The mega projects in the Indian city, worth thousands of crores, fail to serve the majority of its citizens due to its exclusivity in the policy framework. Metro project is the only large-scale investment made in last twenty years in Mumbai towards the mass transit while the Coastal Road Project and Bandra-Worli Sealink, worth thousands of crores, are under implementation to serve the commuters by cars who are 7% in number. Such exclusionary urbanism had always an instrument to hierarchically prioritize the citizens on the basis of ability to pay tax. The other form of the same is the prioritization and preferential treatment of incoming migrants by the city authorities, and city in itself (referring to communal politics and native repulsion towards migrant workers- son if the soil), on the basis of skill set and their destination sector (formal/informal sector) which clearly exemplifies the exclusionary policy outlook and the gravity of repulsion in the city.

Lower Parel

The increasingly minimal role of the state to address the problems and deprivations of migrant workers is the clear depiction of the crisis of society (Sachs, 1997). The intervention of the state, required in safeguarding the worker’s right to dignity of work and the safe/protected workplace is dismal. The externalities of such apathy in policy outlook have overarching vulnerabilities involving the increasing dependency and exploitation of worker and the possible fatalities due to improper implementation of labour protection laws in ensuring the safety and security. The possibilities of such apathy in policy framework and systemic failure might replicate the likes of Rana Plaza in Bangladesh. The fact that a major chunk of these migrant workers is employed in poorly regulated sectors like textiles, construction, small-scale industry, rickshaw pulling, food processing, domestic work, security services, sex work, low-end eateries and street vending illustrates the necessity of greater attention of policy-makers before it deteriorates further.
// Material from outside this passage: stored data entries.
#![forbid(unsafe_code)]

//! # Tincture
//!
//! Color parsing, blending and series color resolution for data visuals.
//!
//! ## Overview
//!
//! The crate is built around two layers:
//!
//! - **Codec & Blend Engine**: parses color strings, converts between RGB and
//!   HSV, blends, darkens, shades and derives highlight colors, and builds
//!   linear color scales
//! - **Resolution Policy**: [`ColorHelper`] picks the color a series or measure
//!   is drawn with from high-contrast theme colors, explicit fill overrides,
//!   a default color and a palette provider
//!
//! ## Core Components
//!
//! - [`RgbColor`]: RGB(A) value type with lazily clamped channels
//! - [`LinearColorScale`]: piecewise linear mapping from numbers to colors
//! - [`ColorPalette`]: palette provider capability
//! - [`ObjectBag`]: property bag reader for explicit fill overrides
//! - [`ColorHelper`]: the resolution policy
//! - [`Selector`]: category/series identity used as an allocation key
//!
//! ## Example Usage
//!
//! ```rust
//! use serde_json::json;
//! use tincture::{ColorHelper, PropertyIdentifier, SequentialPalette};
//!
//! let palette = SequentialPalette::new(["#01B8AA", "#374649"]);
//! let helper = ColorHelper::new(&palette)
//!     .with_fill_property(PropertyIdentifier::new("dataPoint", "fill"));
//!
//! let overridden = json!({ "dataPoint": { "fill": { "solid": { "color": "#FF0000" } } } });
//!
//! assert_eq!(helper.get_color_for_measure(&(), "Sales", None).as_deref(), Some("#01B8AA"));
//! assert_eq!(helper.get_color_for_measure(&overridden, "Profit", None).as_deref(), Some("#FF0000"));
//! assert_eq!(tincture::hex_blend("#FFFF00", 0.5, "#FFFFFF").as_deref(), Some("#FFFF80"));
//! ```
//!
//! ## Module Organization
//!
//! - `blend`: Darkening, blending, highlight and shade colors
//! - `colors`: Color values, parsing, formatting and HSV conversion
//! - `error`: Error types and handling
//! - `helper`: Color resolution policy
//! - `objects`: Property bag fill overrides
//! - `palette`: Palette provider trait and theme color names
//! - `scale`: Linear color scales
//! - `selector`: Selector normalization
//!
//! ## Error Handling
//!
//! Operations on color strings signal malformed input with `None` (or an
//! empty string for [`hex_to_rgb_string`]) and never panic. Fallible
//! constructors and scale lookups return [`ColorResult`], with
//! [`ColorError`] diagnostics via `miette`.

/// Re-exports of core components
pub use blend::{
    calculate_highlight_color, calculate_highlight_color_with, channel_blend, darken, hex_blend,
    rgb_blend, shade_color, HighlightOptions,
};
pub use colors::{
    hex_string, hex_to_rgb_string, normalize_to_hex_string, parse_color_string, rgb_string,
    rotate, RgbColor, Swatch,
};
pub use error::{ColorError, ColorResult};
pub use helper::ColorHelper;
pub use objects::{ObjectBag, PropertyIdentifier};
pub use palette::{ColorPalette, SequentialPalette, ThemeColorName};
pub use scale::{create_linear_color_scale, LinearColorScale};
pub use selector::{normalize_selector, Selector};

/// Darkening, blending, highlight and shade colors
pub mod blend;
/// Color values, parsing and formatting
pub mod colors;
/// Error types and handling
pub mod error;
/// Color resolution policy
pub mod helper;
/// Property bag fill overrides
pub mod objects;
/// Palette provider trait and theme color names
pub mod palette;
/// Linear color scales
pub mod scale;
/// Selector normalization
pub mod selector;

#[cfg(test)]
mod tests {
    use super::*;
    use pretty_assertions::assert_eq;

    #[test]
    fn test_palette_colors_through_codec() {
        let palette = SequentialPalette::new(["#45D0E8", "rgb(255, 255, 0)"]);
        let helper = ColorHelper::new(&palette);

        let first = helper.get_color_for_series_value(&(), "north", None).unwrap();
        let second = helper.get_color_for_series_value(&(), "south", None).unwrap();

        assert_eq!(rotate(&first, 0.25).as_deref(), Some("#AE45E8"));
        assert_eq!(normalize_to_hex_string(&second).as_deref(), Some("#FFFF00"));

        let highlight = calculate_highlight_color(&parse_color_string(&second).unwrap(), 0.8, 0.2);
        assert_eq!(highlight, "#CCCC00");
    }

    #[test]
    fn test_normalized_selectors_share_a_slot() {
        let palette = SequentialPalette::default();
        let helper = ColorHelper::new(&palette);

        let sales = ColorHelper::normalize_selector(
            &Selector::data(["Canada"]).with_metadata("Sales"),
            false,
        );
        let profit = ColorHelper::normalize_selector(
            &Selector::data(["Canada"]).with_metadata("Profit"),
            false,
        );

        assert_eq!(
            helper.get_color_for_series_value(&(), &sales, None),
            helper.get_color_for_series_value(&(), &profit, None)
        );
        assert_eq!(palette.allocated(), 1);
    }

    #[test]
    fn test_scale_feeds_blend() {
        let scale = create_linear_color_scale(&[0.0, 10.0], &["#000000", "#FFFFFF"], true).unwrap();
        let mid = scale.color_for(Some(5.0)).unwrap().unwrap();

        assert_eq!(mid, "#808080");
        assert_eq!(shade_color(&mid, -0.5).as_deref(), Some("#404040"));
        assert_eq!(hex_to_rgb_string(&mid, Some(0.5)), "rgba(128,128,128,0.5)");
    }
}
Related: The Urban Dichotomy: Capitalism and Urbanization

Migrant Worker in the City

The relentless efforts of the city to be on the global picture and to showcase as a resourceful space, through projects promoting the infrastructure development, is to attract international capital and also to draw human resource from hinterlands and towns to be employed by the invested capital. This demand of the city for human resource is preferentially techno-managerial class and not the traditionally skilled (referring to traditional artisans) or unskilled although they fill the gaps of the formal sector through the informal sector (referring to domestic workers, construction workers, security services etc.). The technology and finance are bridging the gap between the cities in the global age while the very phenomenon is collapsing the chains of nexus between the city and its rural surroundings. In this global age of connected cities and isolated hinterlands, the rule of survival of the fittest has transformed into the survival of the richest as the status of migrant to a city as a technocrat or an investor is welcomed into the system with incentives. Both the roles of technocrat and investor are symbolically rich and essentially contribute to the city’s accumulation whereas the city’s turf remains repulsive to poor, despite their efforts to formalize their existence.

Poverty

The inability of policy-makers to accept the migrant worker by facilitating the provision of subsidized food-grains and fuel due to the identity crisis is ultimately leading to the existential crisis of the migrant workers, as they are unable to find a way out. The dependency of the worker on the employer for availing the basic services and as the only support system in the time of crisis doesn’t just reveal the status quo of the worker’s vulnerability but it also strengthens the masses’ rhetoric of that the democracy is blind and deaf to demands/necessities of the poor. The realization of the worker to possess dual ration card and dual electoral identity card in order to gain access to subsidized services and to gain recognition from the political system as a potential vote bank is a gradual development which may not be feasible in every individual’s case considering the dynamics like temporality and the sector of employment. Corporators play a major role in Indian cities in mobilizing these migrant workers to create a faithful vote bank by helping them in availing their double identity and ration cards.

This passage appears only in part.